「じゃ、さようなら」
「
そう言うと瞬沢は系糸の視界から消えた。
(こういう場合、一番多いケースは背後。さっき背中を切られた時は水平切りだったから…しゃがむ!)
系糸は血刃の軌道を読んで躱し、連血糸刃の間合いまで距離を詰める。
「なんで避けられるんだよ!」
瞬沢は、系糸が水平に薙ぎ払った連血糸刃を間一髪で回避し、一瞬の硬直を見計らって蹴りを入れた。
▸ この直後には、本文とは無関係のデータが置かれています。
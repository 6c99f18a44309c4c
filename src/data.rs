//! Historical electricity-price observations and their CSV ingestion

use crate::dates::month_start;
use crate::error::{ForecastError, Result};
use chrono::NaiveDate;
use std::collections::BTreeMap;
use std::path::Path;

/// Name of the date column in the historical source.
pub const DATE_COLUMN: &str = "Date";
/// Name of the country column in the historical source.
pub const COUNTRY_COLUMN: &str = "Country";
/// Name of the short country-code column in the historical source.
pub const CODE_COLUMN: &str = "ISO3 Code";
/// Name of the target price column in the historical source.
pub const TARGET_COLUMN: &str = "Price (EUR/MWhe)";

/// One country-month row of the tabular dataset.
///
/// `price` is present for historical rows and absent for synthetic future
/// rows until the model has priced them. Any extra numeric columns of the
/// source are carried through untouched in `features`.
#[derive(Debug, Clone, PartialEq)]
pub struct Observation {
    /// Month-start date of the observation
    pub date: NaiveDate,
    /// Country identifier
    pub country: String,
    /// Short country code (ISO3)
    pub country_code: String,
    /// Electricity price in EUR/MWhe, absent until predicted
    pub price: Option<f64>,
    /// Passthrough numeric feature columns
    pub features: BTreeMap<String, f64>,
}

impl Observation {
    /// Create an observation without passthrough features.
    pub fn new(
        date: NaiveDate,
        country: impl Into<String>,
        country_code: impl Into<String>,
        price: Option<f64>,
    ) -> Self {
        Self {
            date,
            country: country.into(),
            country_code: country_code.into(),
            price,
            features: BTreeMap::new(),
        }
    }
}

/// A collection of observations, possibly spanning multiple countries.
///
/// Dates are normalized to month-starts on ingestion so cross joins and
/// merges align exactly.
#[derive(Debug, Clone, Default)]
pub struct Dataset {
    observations: Vec<Observation>,
    feature_columns: Vec<String>,
}

impl Dataset {
    /// Load observations from a tabular CSV source.
    ///
    /// Fails with [`ForecastError::DataUnavailable`] when the file is
    /// missing, empty, or malformed.
    pub fn from_csv<P: AsRef<Path>>(path: P) -> Result<Self> {
        let path = path.as_ref();
        let mut reader = csv::Reader::from_path(path).map_err(|e| {
            ForecastError::DataUnavailable(format!("{}: {}", path.display(), e))
        })?;

        let headers: Vec<String> = reader
            .headers()
            .map_err(|e| {
                ForecastError::DataUnavailable(format!("{}: {}", path.display(), e))
            })?
            .iter()
            .map(|h| h.trim().to_string())
            .collect();

        let date_idx = Self::find_column(&headers, DATE_COLUMN, "date")?;
        let country_idx = Self::find_column(&headers, COUNTRY_COLUMN, "country")?;
        let code_idx = Self::find_column(&headers, CODE_COLUMN, "code")?;
        let price_idx = Self::find_column(&headers, TARGET_COLUMN, "price")?;

        let reserved = [date_idx, country_idx, code_idx, price_idx];
        let feature_columns: Vec<String> = headers
            .iter()
            .enumerate()
            .filter(|(i, _)| !reserved.contains(i))
            .map(|(_, name)| name.clone())
            .collect();

        let mut observations = Vec::new();
        for (row, record) in reader.records().enumerate() {
            let record = record.map_err(|e| {
                ForecastError::DataUnavailable(format!(
                    "{} row {}: {}",
                    path.display(),
                    row + 2,
                    e
                ))
            })?;

            let date = Self::parse_date(record.get(date_idx).unwrap_or(""))
                .ok_or_else(|| {
                    ForecastError::DataUnavailable(format!(
                        "{} row {}: unparsable date '{}'",
                        path.display(),
                        row + 2,
                        record.get(date_idx).unwrap_or("")
                    ))
                })?;

            let price_field = record.get(price_idx).unwrap_or("").trim();
            let price = if price_field.is_empty() {
                None
            } else {
                Some(price_field.parse::<f64>().map_err(|_| {
                    ForecastError::DataUnavailable(format!(
                        "{} row {}: unparsable price '{}'",
                        path.display(),
                        row + 2,
                        price_field
                    ))
                })?)
            };

            let mut features = BTreeMap::new();
            for (i, name) in headers.iter().enumerate() {
                if reserved.contains(&i) {
                    continue;
                }
                if let Some(value) = record.get(i) {
                    if let Ok(parsed) = value.trim().parse::<f64>() {
                        features.insert(name.clone(), parsed);
                    }
                }
            }

            observations.push(Observation {
                date: month_start(date),
                country: record.get(country_idx).unwrap_or("").trim().to_string(),
                country_code: record.get(code_idx).unwrap_or("").trim().to_string(),
                price,
                features,
            });
        }

        if observations.is_empty() {
            return Err(ForecastError::DataUnavailable(format!(
                "{}: no observations",
                path.display()
            )));
        }

        tracing::info!(
            path = %path.display(),
            rows = observations.len(),
            "loaded historical observations"
        );

        Ok(Self {
            observations,
            feature_columns,
        })
    }

    /// Build a dataset from in-memory observations.
    pub fn from_observations(observations: Vec<Observation>) -> Self {
        let mut feature_columns: Vec<String> = Vec::new();
        for obs in &observations {
            for name in obs.features.keys() {
                if !feature_columns.contains(name) {
                    feature_columns.push(name.clone());
                }
            }
        }
        Self {
            observations,
            feature_columns,
        }
    }

    /// Locate a column by exact name, falling back to a case-insensitive
    /// substring match.
    fn find_column(headers: &[String], exact: &str, fragment: &str) -> Result<usize> {
        if let Some(idx) = headers.iter().position(|h| h == exact) {
            return Ok(idx);
        }
        headers
            .iter()
            .position(|h| h.to_lowercase().contains(fragment))
            .ok_or_else(|| {
                ForecastError::DataUnavailable(format!("no '{}' column found", exact))
            })
    }

    fn parse_date(field: &str) -> Option<NaiveDate> {
        let field = field.trim();
        for format in ["%Y-%m-%d", "%Y/%m/%d", "%d.%m.%Y"] {
            if let Ok(date) = NaiveDate::parse_from_str(field, format) {
                return Some(date);
            }
        }
        None
    }

    /// All observations in insertion order.
    pub fn observations(&self) -> &[Observation] {
        &self.observations
    }

    /// Iterate over the observations.
    pub fn iter(&self) -> std::slice::Iter<'_, Observation> {
        self.observations.iter()
    }

    /// Names of the passthrough feature columns.
    pub fn feature_columns(&self) -> &[String] {
        &self.feature_columns
    }

    /// Number of observations.
    pub fn len(&self) -> usize {
        self.observations.len()
    }

    /// Check if the dataset is empty.
    pub fn is_empty(&self) -> bool {
        self.observations.is_empty()
    }

    /// Latest date present in the dataset across all countries.
    pub fn watermark(&self) -> Option<NaiveDate> {
        self.observations.iter().map(|o| o.date).max()
    }

    /// Distinct (country, country_code) pairs in first-seen order.
    pub fn country_pairs(&self) -> Vec<(String, String)> {
        let mut pairs: Vec<(String, String)> = Vec::new();
        for obs in &self.observations {
            let pair = (obs.country.clone(), obs.country_code.clone());
            if !pairs.contains(&pair) {
                pairs.push(pair);
            }
        }
        pairs
    }
}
(うざってぇガキだ!大人しく殺されてりゃいいのによ…!)
系糸に向かって真っすぐ伸びてきた足を別の血刃でガードし、弾き飛ばす。系糸は更にもう一本血刃を取り出し、打ち鳴らした。
(金属音ッ…あ"あ"ぁぁクソガキがッ!!)
不快な音に瞬沢が耳を塞いだタイミングで、二本の血刃をまとめて瞬沢に投擲する。
「…あーキチぃ…だがなァ!テメエの策は分かりきってんだよ」
このタイミングで再び瞬間移動。血刃はすり抜け、信号機の柱に突き刺さった。
(ああもう!条件とか無いの?血刃の位置にテレポートするとか!)
困惑しながら連血糸刃を振り回し、追撃に備える系糸。成務票が示す距離は30m、しかし周囲を確認しても誰もいない。
(…待てよ)
成務票は20mを示した。
(どんどん近づいている以上、逃走の線はありえない。平面上に居るなら気付くけど…)
系糸は解答を導き出した。示されている瞬沢の位置は5m。
(違う、世界は平面じゃない…立体だ。警戒すべきは上!)
高速で振り回していた連血糸刃の血刃部分を、上からの強襲を仕掛けてきた瞬沢に、投石器のように放り投げる。
「おいおい、伸びんのかよそれ!」
「ああ、僕に血が流れている限りはね」
傷口から伸びる糸は、当然ながら系糸の血液から生成されている。傷口を本体から切り離しでもしない限り、糸は伸ばすも留めるも、そして巻き取るも自由。文字通り、糸は彼の手足なのだ。
「でも…当たるわけねえんだよッ!」
ギリギリのところで瞬間移動され、後頭部に蹴撃を撃ち込む。
(今だ…!)
系糸は、前方に伸びていた連血糸刃を巻き取って引き戻し、持ち上げた。血刃は弧を描いて瞬沢の足に引っ掛かり、そのまま遠心力で巻き付いた。
(このガキ…!)
糸を少し伸ばし、背負投げ。自身の手首を切り落とした後、血刃を杭のように地面に打ち込み手首を地面に固定した。
「さてと、これであんたは動けないよ」
「どうだろうな…?こっちには瞬間移動があるんだぜ」
不敵な笑みを浮かべる瞬沢。しかし、系糸は怯まずに言う。
「いや、今から目潰れるんだから、動けるわけないでしょ」
「はぁ?何言ってやが――」
血刃の切っ先を瞬沢の目に向け、手を離す。更に系糸はそれを、足で打ち込んだ。
ぐさり、と。
「〜〜〜!!!」
血刃は深く深く刺さり込み、貫通。瞬沢は声にならない悲鳴を上げ、悶えている。
「この血刃、決定打に欠けるんだよね。だからさ」
目をえぐりながら血刃を引き抜き、系糸は丁寧に瞬沢を起こした。
「嫌だ…嫌だ…!!!〜〜〜!!」
「へえ、自分が殺されそうになったら命乞いするのか?醜いねぇ…」
血刃を取り出して、先程瞬沢に刺した物と繋げる。糸をゆっくりと首にかけて、後ろで交差させる。
「あんたが殺したのは同業じゃない、罪のない一般人だ」
思い切り系糸は糸を引っ張った。
「じゃ、さようなら」
血しぶきはスプリンクラーのように舞い、周囲の草木を赤く濡らした。